### What is required
Copy out all the entries shown below, exactly as they appear.

### Available records

use super::parsers::{
    closing_tag_end, is_block_comment_end, is_block_comment_start, is_escape_string_start,
    is_line_comment_start, scan_identifier, try_start_dollar_quote,
};

#[derive(Clone)]
enum State {
    Normal,
    /// `true` inside `E'...'`, where backslashes escape.
    SingleQuoted(bool),
    DoubleQuoted,
    Backticked,
    LineComment,
    BlockComment(u32),
    DollarQuoted(String),
}

#[derive(Debug, Clone, Copy, PartialEq, Eq)]
pub(crate) enum MarkerKind<'a> {
    /// `:name`, carrying the name without the colon.
    Named(&'a str),
    /// A bare `?`.
    Positional,
}

/// A placeholder marker found in query text; `start..end` is its byte range.
#[derive(Debug, Clone, Copy, PartialEq, Eq)]
pub(crate) struct Marker<'a> {
    pub(crate) start: usize,
    pub(crate) end: usize,
    pub(crate) kind: MarkerKind<'a>,
}

/// Find placeholder markers outside string literals, quoted identifiers, comments and
/// dollar-quoted bodies, in left-to-right order.
///
/// `::` (a Postgres cast) is never a marker, and neither is `?` followed by a digit, which is
/// already a native numbered placeholder.
pub(crate) fn scan_markers(sql: &str) -> Vec<Marker<'_>> {
    let bytes = sql.as_bytes();
    let mut markers = Vec::new();
    let mut state = State::Normal;
    let mut idx = 0;

    while idx < bytes.len() {
        let b = bytes[idx];
        match state {
            State::Normal => match b {
                b'\'' => state = State::SingleQuoted(is_escape_string_start(bytes, idx)),
                b'"' => state = State::DoubleQuoted,
                b'`' => state = State::Backticked,
                b'-' if is_line_comment_start(bytes, idx) => {
                    state = State::LineComment;
                    idx += 1;
                }
                b'/' if is_block_comment_start(bytes, idx) => {
                    state = State::BlockComment(1);
                    idx += 1;
                }
                b'$' => {
                    if let Some((tag, opened)) = try_start_dollar_quote(bytes, idx) {
                        state = State::DollarQuoted(tag);
                        idx = opened;
                    }
                }
                b':' => {
                    if bytes.get(idx + 1) == Some(&b':') {
                        idx += 1;
                    } else if let Some(end) = scan_identifier(bytes, idx + 1) {
                        markers.push(Marker {
                            start: idx,
                            end,
                            kind: MarkerKind::Named(&sql[idx + 1..end]),
                        });
                        idx = end - 1;
                    }
                }
                b'?' if !bytes.get(idx + 1).is_some_and(u8::is_ascii_digit) => {
                    markers.push(Marker {
                        start: idx,
                        end: idx + 1,
                        kind: MarkerKind::Positional,
                    });
                }
                _ => {}
            },
            State::SingleQuoted(backslash) => {
                if backslash && b == b'\\' {
                    idx += 1;
                } else if b == b'\'' {
                    if bytes.get(idx + 1) == Some(&b'\'') {
                        idx += 1; // skip escaped quote
                    } else {
                        state = State::Normal;
                    }
                }
            }
            State::DoubleQuoted => {
                if b == b'"' {
                    if bytes.get(idx + 1) == Some(&b'"') {
                        idx += 1; // skip escaped quote
                    } else {
                        state = State::Normal;
                    }
                }
            }
            State::Backticked => {
                if b == b'`' {
                    if bytes.get(idx + 1) == Some(&b'`') {
                        idx += 1;
                    } else {
                        state = State::Normal;
                    }
                }
            }
            State::LineComment => {
                if b == b'\n' {
                    state = State::Normal;
                }
            }
            State::BlockComment(depth) => {
                if is_block_comment_start(bytes, idx) {
                    state = State::BlockComment(depth + 1);
                    idx += 1;
                } else if is_block_comment_end(bytes, idx) {
                    state = if depth == 1 {
                        State::Normal
                    } else {
                        State::BlockComment(depth - 1)
                    };
                    idx += 1;
                }
            }
            State::DollarQuoted(ref tag) => {
                if b == b'$'
                    && let Some(end) = closing_tag_end(bytes, idx, tag)
                {
                    state = State::Normal;
                    idx = end;
                }
            }
        }

        idx += 1;
    }

    markers
}

#[cfg(test)]
mod tests {
    use super::*;

    fn names(sql: &str) -> Vec<MarkerKind<'_>> {
        scan_markers(sql).into_iter().map(|m| m.kind).collect()
    }

    #[test]
    fn finds_named_markers_in_order() {
        let sql = "SELECT x WHERE y = :a AND z = :b_2 AND w = :a";
        assert_eq!(
            names(sql),
            vec![
                MarkerKind::Named("a"),
                MarkerKind::Named("b_2"),
                MarkerKind::Named("a")
            ]
        );
        let first = scan_markers(sql)[0];
        assert_eq!(&sql[first.start..first.end], ":a");
    }

    #[test]
    fn finds_bare_question_marks_only() {
        let sql = "insert into t values(?, ?1, ?)";
        assert_eq!(
            names(sql),
            vec![MarkerKind::Positional, MarkerKind::Positional]
        );
    }

    #[test]
    fn skips_inside_literals_and_comments() {
        let sql = "select ':a', \"?\", `:b` -- :c ?\n/* :d /* ? */ :e */ from t where a = :f";
        assert_eq!(names(sql), vec![MarkerKind::Named("f")]);
    }

    #[test]
    fn skips_escaped_quotes() {
        let sql = "select 'it''s :a' where b = :b";
        assert_eq!(names(sql), vec![MarkerKind::Named("b")]);
    }

    #[test]
    fn skips_backslash_escapes_in_escape_strings() {
        let sql = r"select E'it\'s :a', e'\\' where b = :b";
        assert_eq!(names(sql), vec![MarkerKind::Named("b")]);

        // only a lone E prefix makes an escape string
        let sql = r"select name'\' where c = :c";
        assert_eq!(names(sql), vec![MarkerKind::Named("c")]);
    }

    #[test]
    fn skips_casts_and_assignment() {
        let sql = "select a::int, b := 1 where c = :c::text";
        assert_eq!(names(sql), vec![MarkerKind::Named("c")]);
    }

    #[test]
    fn skips_dollar_quoted_blocks() {
        let sql = "$foo$ select :a from t $foo$ where a = :b and c = $1";
        assert_eq!(names(sql), vec![MarkerKind::Named("b")]);
    }

    #[test]
    fn handles_multibyte_text() {
        let sql = "select 'héllo' where a = :naïve";
        // the identifier stops at the first non-ASCII byte
        assert_eq!(names(sql), vec![MarkerKind::Named("na")]);
    }
}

### Final answer
use super::parsers::{
    closing_tag_end, is_block_comment_end, is_block_comment_start, is_escape_string_start,
    is_line_comment_start, scan_identifier, try_start_dollar_quote,
};

#[derive(Clone)]
enum State {
    Normal,
    /// `true` inside `E'...'`, where backslashes escape.
    SingleQuoted(bool),
    DoubleQuoted,
    Backticked,
    LineComment,
    BlockComment(u32),
    DollarQuoted(String),
}

#[derive(Debug, Clone, Copy, PartialEq, Eq)]
pub(crate) enum MarkerKind<'a> {
    /// `:name`, carrying the name without the colon.
    Named(&'a str),
    /// A bare `?`.
    Positional,
}

/// A placeholder marker found in query text; `start..end` is its byte range.
#[derive(Debug, Clone, Copy, PartialEq, Eq)]
pub(crate) struct Marker<'a> {
    pub(crate) start: usize,
    pub(crate) end: usize,
    pub(crate) kind: MarkerKind<'a>,
}

/// Find placeholder markers outside string literals, quoted identifiers, comments and
/// dollar-quoted bodies, in left-to-right order.
///
/// `::` (a Postgres cast) is never a marker, and neither is `?` followed by a digit, which is
/// already a native numbered placeholder.
pub(crate) fn scan_markers(sql: &str) -> Vec<Marker<'_>> {
    let bytes = sql.as_bytes();
    let mut markers = Vec::new();
    let mut state = State::Normal;
    let mut idx = 0;

    while idx < bytes.len() {
        let b = bytes[idx];
        match state {
            State::Normal => match b {
                b'\'' => state = State::SingleQuoted(is_escape_string_start(bytes, idx)),
                b'"' => state = State::DoubleQuoted,
                b'`' => state = State::Backticked,
                b'-' if is_line_comment_start(bytes, idx) => {
                    state = State::LineComment;
                    idx += 1;
                }
                b'/' if is_block_comment_start(bytes, idx) => {
                    state = State::BlockComment(1);
                    idx += 1;
                }
                b'$' => {
                    if let Some((tag, opened)) = try_start_dollar_quote(bytes, idx) {
                        state = State::DollarQuoted(tag);
                        idx = opened;
                    }
                }
                b':' => {
                    if bytes.get(idx + 1) == Some(&b':') {
                        idx += 1;
                    } else if let Some(end) = scan_identifier(bytes, idx + 1) {
                        markers.push(Marker {
                            start: idx,
                            end,
                            kind: MarkerKind::Named(&sql[idx + 1..end]),
                        });
                        idx = end - 1;
                    }
                }
                b'?' if !bytes.get(idx + 1).is_some_and(u8::is_ascii_digit) => {
                    markers.push(Marker {
                        start: idx,
                        end: idx + 1,
                        kind: MarkerKind::Positional,
                    });
                }
                _ => {}
            },
            State::SingleQuoted(backslash) => {
                if backslash && b == b'\\' {
                    idx += 1;
                } else if b == b'\'' {
                    if bytes.get(idx + 1) == Some(&b'\'') {
                        idx += 1; // skip escaped quote
                    } else {
                        state = State::Normal;
                    }
                }
            }
            State::DoubleQuoted => {
                if b == b'"' {
                    if bytes.get(idx + 1) == Some(&b'"') {
                        idx += 1; // skip escaped quote
                    } else {
                        state = State::Normal;
                    }
                }
            }
            State::Backticked => {
                if b == b'`' {
                    if bytes.get(idx + 1) == Some(&b'`') {
                        idx += 1;
                    } else {
                        state = State::Normal;
                    }
                }
            }
            State::LineComment => {
                if b == b'\n' {
                    state = State::Normal;
                }
            }
            State::BlockComment(depth) => {
                if is_block_comment_start(bytes, idx) {
                    state = State::BlockComment(depth + 1);
                    idx += 1;
                } else if is_block_comment_end(bytes, idx) {
                    state = if depth == 1 {
                        State::Normal
                    } else {
                        State::BlockComment(depth - 1)
                    };
                    idx += 1;
                }
            }
            State::DollarQuoted(ref tag) => {
                if b == b'$'
                    && let Some(end) = closing_tag_end(bytes, idx, tag)
                {
                    state = State::Normal;
                    idx = end;
                }
            }
        }

        idx += 1;
    }

    markers
}

#[cfg(test)]
mod tests {
    use super::*;

    fn names(sql: &str) -> Vec<MarkerKind<'_>> {
        scan_markers(sql).into_iter().map(|m| m.kind).collect()
    }

    #[test]
    fn finds_named_markers_in_order() {
        let sql = "SELECT x WHERE y = :a AND z = :b_2 AND w = :a";
        assert_eq!(
            names(sql),
            vec![
                MarkerKind::Named("a"),
                MarkerKind::Named("b_2"),
                MarkerKind::Named("a")
            ]
        );
        let first = scan_markers(sql)[0];
        assert_eq!(&sql[first.start..first.end], ":a");
    }

    #[test]
    fn finds_bare_question_marks_only() {
        let sql = "insert into t values(?, ?1, ?)";
        assert_eq!(
            names(sql),
            vec![MarkerKind::Positional, MarkerKind::Positional]
        );
    }

    #[test]
    fn skips_inside_literals_and_comments() {
        let sql = "select ':a', \"?\", `:b` -- :c ?\n/* :d /* ? */ :e */ from t where a = :f";
        assert_eq!(names(sql), vec![MarkerKind::Named("f")]);
    }

    #[test]
    fn skips_escaped_quotes() {
        let sql = "select 'it''s :a' where b = :b";
        assert_eq!(names(sql), vec![MarkerKind::Named("b")]);
    }

    #[test]
    fn skips_backslash_escapes_in_escape_strings() {
        let sql = r"select E'it\'s :a', e'\\' where b = :b";
        assert_eq!(names(sql), vec![MarkerKind::Named("b")]);

        // only a lone E prefix makes an escape string
        let sql = r"select name'\' where c = :c";
        assert_eq!(names(sql), vec![MarkerKind::Named("c")]);
    }

    #[test]
    fn skips_casts_and_assignment() {
        let sql = "select a::int, b := 1 where c = :c::text";
        assert_eq!(names(sql), vec![MarkerKind::Named("c")]);
    }

    #[test]
    fn skips_dollar_quoted_blocks() {
        let sql = "$foo$ select :a from t $foo$ where a = :b and c = $1";
        assert_eq!(names(sql), vec![MarkerKind::Named("b")]);
    }

    #[test]
    fn handles_multibyte_text() {
        let sql = "select 'héllo' where a = :naïve";
        // the identifier stops at the first non-ASCII byte
        assert_eq!(names(sql), vec![MarkerKind::Named("na")]);
    }
}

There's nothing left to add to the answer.